“The impact of AI and Automated Decision-Making on care relationships: New challenges for the sociology of health”, is a paper published in Studi di Sociologia by Riccardo Pronzato, researcher and member of the Alma-Aging Team, and Marta Gibin, researcher at the Department of Sociology and Business Law of the University of Bologna.. The research examines the implications of AI and automated decision-making (ADM) systems on care relationships, bridging critical algorithm studies with the sociology of health.
The increasing adoption of AI and ADM technologies in healthcare presents fundamental challenges for social research, as these tools promise efficiency and clinical support but simultaneously raise concerns about the quality of care relationships, the reproduction of inequalities, and the transformation of professional practices. The study offers a theoretical framework connecting two fields that are often seen as distinct: the sociology of health and critical algorithm studies.

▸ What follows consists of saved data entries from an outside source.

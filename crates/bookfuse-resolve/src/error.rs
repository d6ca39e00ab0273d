use bookfuse_core::CatalogError;
use thiserror::Error;

#[derive(Debug, Error)]
pub enum ResolveError {
    #[error("invalid ISBN: {0}")]
    InvalidIsbn(String),

    #[error("merge invariant violated: {0}")]
    MergeInvariant(String),

    #[error(transparent)]
    Catalog(#[from] CatalogError),
}

impl ResolveError {
    /// True when an input collaborator's output was missing or unreadable.
    pub fn is_structural(&self) -> bool {
        matches!(self, Self::Catalog(err) if err.is_structural())
    }
}

pub type Result<T> = std::result::Result<T, ResolveError>;
//! bookfuse resolve: normalization, dedup keys, survivorship, provenance and quality.

pub mod dedup;
pub mod error;
pub mod identifiers;
pub mod normalize;
pub mod pipeline;
pub mod provenance;
pub mod quality;
pub mod survivorship;

pub use dedup::{DedupGroup, KeyResolver, KeyStrategy, count_by_strategy};
pub use error::{ResolveError, Result};
pub use normalize::Normalizer;
pub use pipeline::{Pipeline, Reconciled, RunOptions, RunOutcome};
pub use provenance::build_details;
pub use quality::{RunStamp, build_report};
pub use survivorship::{DefaultPolicy, FillRule, Merger, SurvivorshipPolicy};
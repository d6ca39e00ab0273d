//! bookfuse core: catalog records, configuration, landing readers and artifact writers.

pub mod config;
pub mod error;
pub mod models;
pub mod storage;

pub use config::AppConfig;
pub use error::{CatalogError, ExitCode, Result};
pub use models::*;
pub use storage::{ArtifactPaths, read_source, write_artifacts};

Pronzato and Gibin analyse how the introduction of AI and ADM systems in healthcare settings affects not only the adoption of new technologies but also relational dynamics, professional roles, and organizational logics.
Algorithmic systems are not neutral tools; rather, they are products of social and cultural contexts that influence their use and impact. Therefore, it is necessary to critically examine how these technologies are designed, implemented, and interpreted in specific healthcare environments characterized by expectations, power asymmetries, and inequalities.
The authors argue that digital innovation should not be understood as a neutral “solution” but rather as a sociocultural and processual phenomenon requiring critical understanding.
The paper pays particular attention to the risks of reproducing biases and inequalities in care processes, drawing on examples from the literature that highlight cases of discrimination in access to transplants, diagnoses, or clinical resources. Furthermore, it highlights how digital technologies can affect the quality of interactions between healthcare professionals and patients, facilitating processes of disintermediation or automation that may weaken trust-based relationships.
In light of this analysis, the study proposes a multilevel research perspective: analysing social representations of technologies, providing critical training for the actors involved, and advocating for regulation attentive to transparency and legal accountability in the use of automated decision-making tools in healthcare.
Moreover, it shows that the increasing adoption of automated systems in healthcare services requires a perspective that goes beyond a mere focus on technical efficiency.
When care is mediated by algorithmic systems, it reshapes the context in which expectations, timing, responsibilities, and trust are negotiated. For this reason, it is essential to question who designs these technologies, how they are introduced in clinical contexts, and which visions of care they embody.